Ballew v. Covenant Health Corp (TV1)
MEMORANDUM OPINION. Signed by Chief District Judge Thomas A Varlan on 4/6/17. (c/m) (JBR)
UNITED STATES DISTRICT COURT
EASTERN DISTRICT OF TENNESSEE
COVENANT HEALTH CORP.,
This civil case is before the Court on defendant’s motion to dismiss [Doc. 5]. Pro
se plaintiff did not respond to the motion to dismiss, and her time in which to do so has
expired. See E.D. Tenn. L.R. 7.1. For the reasons contained herein, the Court will grant
defendant’s motion to dismiss.
Plaintiff initiated the present action by filing a complaint with this Court on July
14, 2016 [Doc. 1]. As grounds for suit, the complaint alleges age, color, and disability
discrimination, as well as violations of the Equal Pay Act [Id. at 1, 3]. To support these
allegations, the complaint alleges only the following facts:
Discrimination 45 yrs old African American went out on FMLA in 12-2015
to surgery[.] Returned to work I was written up 1st suspended for 3 days
told I was unsatisfactory worked fired 2 weeks after Returning to work[.]
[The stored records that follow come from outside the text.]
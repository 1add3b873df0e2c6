//! ChaCha20-Poly1305 secret box
//!
//! Token format: URL-safe Base64 (no padding) of `nonce[12] || ciphertext || tag[16]`.

use base64::{engine::general_purpose::URL_SAFE_NO_PAD, Engine};
use chacha20poly1305::{aead::Aead, ChaCha20Poly1305, KeyInit, Nonce};
use rand::RngCore;
use sha2::{Digest, Sha256};
use zeroize::Zeroizing;

use super::{SecretsError, SecretsService};

const NONCE_LEN: usize = 12;
const TAG_LEN: usize = 16;

/// Produces the 256-bit key the secret box encrypts with.
///
/// Injected at construction so the key never lives in ambient global state.
pub trait KeyDerivation: Send + Sync {
    fn derive_key(&self) -> Zeroizing<[u8; 32]>;
}

/// Derives the key as SHA-256 of a process-wide secret string
pub struct Sha256KeyDerivation {
    secret: Zeroizing<String>,
}

impl Sha256KeyDerivation {
    pub fn new(secret: impl Into<String>) -> Self {
        Self {
            secret: Zeroizing::new(secret.into()),
        }
    }
}

impl KeyDerivation for Sha256KeyDerivation {
    fn derive_key(&self) -> Zeroizing<[u8; 32]> {
        let digest = Sha256::digest(self.secret.as_bytes());
        let mut key = Zeroizing::new([0u8; 32]);
        key.copy_from_slice(&digest);
        key
    }
}

/// Secrets Service backed by ChaCha20-Poly1305
pub struct SecretBox {
    key: Zeroizing<[u8; 32]>,
}

impl SecretBox {
    pub fn new(kdf: &dyn KeyDerivation) -> Self {
        Self {
            key: kdf.derive_key(),
        }
    }

    /// Shorthand for a box keyed by `SHA-256(secret)`
    pub fn from_secret(secret: &str) -> Self {
        Self::new(&Sha256KeyDerivation::new(secret))
    }

    fn cipher(&self) -> Result<ChaCha20Poly1305, SecretsError> {
        ChaCha20Poly1305::new_from_slice(&*self.key).map_err(|_| SecretsError::EncryptionFailed)
    }
}

impl SecretsService for SecretBox {
    fn encrypt(&self, plaintext: &str) -> Result<String, SecretsError> {
        let mut nonce = [0u8; NONCE_LEN];
        rand::rngs::OsRng.fill_bytes(&mut nonce);

        let ciphertext = self
            .cipher()?
            .encrypt(Nonce::from_slice(&nonce), plaintext.as_bytes())
            .map_err(|_| SecretsError::EncryptionFailed)?;

        let mut token = Vec::with_capacity(NONCE_LEN + ciphertext.len());
        token.extend_from_slice(&nonce);
        token.extend_from_slice(&ciphertext);
        Ok(URL_SAFE_NO_PAD.encode(token))
    }

    fn decrypt(&self, ciphertext: &str) -> Result<Zeroizing<String>, SecretsError> {
        let raw = URL_SAFE_NO_PAD
            .decode(ciphertext.trim())
            .map_err(|_| SecretsError::InvalidEncoding)?;

        if raw.len() < NONCE_LEN + TAG_LEN {
            return Err(SecretsError::Truncated);
        }

        let (nonce, sealed) = raw.split_at(NONCE_LEN);
        let plaintext = self
            .cipher()
            .map_err(|_| SecretsError::DecryptionFailed)?
            .decrypt(Nonce::from_slice(nonce), sealed)
            .map_err(|_| SecretsError::DecryptionFailed)?;

        String::from_utf8(plaintext)
            .map(Zeroizing::new)
            .map_err(|_| SecretsError::InvalidUtf8)
    }
}

#[cfg(test)]
mod tests {
    use super::*;

    #[test]
    fn test_key_derivation_is_stable() {
        let a = Sha256KeyDerivation::new("WSTestSecretKey").derive_key();
        let b = Sha256KeyDerivation::new("WSTestSecretKey").derive_key();
        let c = Sha256KeyDerivation::new("other").derive_key();

        assert_eq!(&*a, &*b);
        assert_ne!(&*a, &*c);
    }

    #[test]
    fn test_encrypt_decrypt() {
        let sbox = SecretBox::from_secret("WSTestSecretKey");
        let token = sbox.encrypt("hunter2").unwrap();

        assert_ne!(token, "hunter2");
        assert_eq!(sbox.decrypt(&token).unwrap().as_str(), "hunter2");
    }

    #[test]
    fn test_nonce_is_random() {
        let sbox = SecretBox::from_secret("k");
        assert_ne!(sbox.encrypt("same").unwrap(), sbox.encrypt("same").unwrap());
    }

    #[test]
    fn test_wrong_key_fails() {
        let token = SecretBox::from_secret("right").encrypt("secret").unwrap();
        let result = SecretBox::from_secret("wrong").decrypt(&token);
        assert!(matches!(result, Err(SecretsError::DecryptionFailed)));
    }

    #[test]
    fn test_tamper_detection() {
        let sbox = SecretBox::from_secret("k");
        let token = sbox.encrypt("secret").unwrap();

        let mut raw = URL_SAFE_NO_PAD.decode(&token).unwrap();
        let last = raw.len() - 1;
        raw[last] ^= 0xFF;
        let tampered = URL_SAFE_NO_PAD.encode(raw);

        assert!(matches!(
            sbox.decrypt(&tampered),
            Err(SecretsError::DecryptionFailed)
        ));
    }

    #[test]
    fn test_malformed_input() {
        let sbox = SecretBox::from_secret("k");
        assert!(matches!(
            sbox.decrypt("not base64 !!"),
            Err(SecretsError::InvalidEncoding)
        ));
        assert!(matches!(
            sbox.decrypt(&URL_SAFE_NO_PAD.encode([0u8; 8])),
            Err(SecretsError::Truncated)
        ));
    }
}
Job given to white 22 year old female. This person has violated HIPAA
laws but continues to work there. Worked Weekend shift 7am-7pm with no
Lunch Break or 15 min breaks [Id. at 2].
Plaintiff also attached to the complaint a Dismissal and Notice of Rights issued to
her by the Equal Employment Opportunity Commission (“EEOC”) [Doc. 1-1]. Although
plaintiff did not attach the EEOC charge itself, defendant included plaintiff’s EEOC
charge as an attachment to its motion to dismiss [Doc. 5-1]. In her EEOC charge,
plaintiff alleged the following:
I was hired by the above-named employer as a Help Information Specialist.
The company employs at least 15 employees.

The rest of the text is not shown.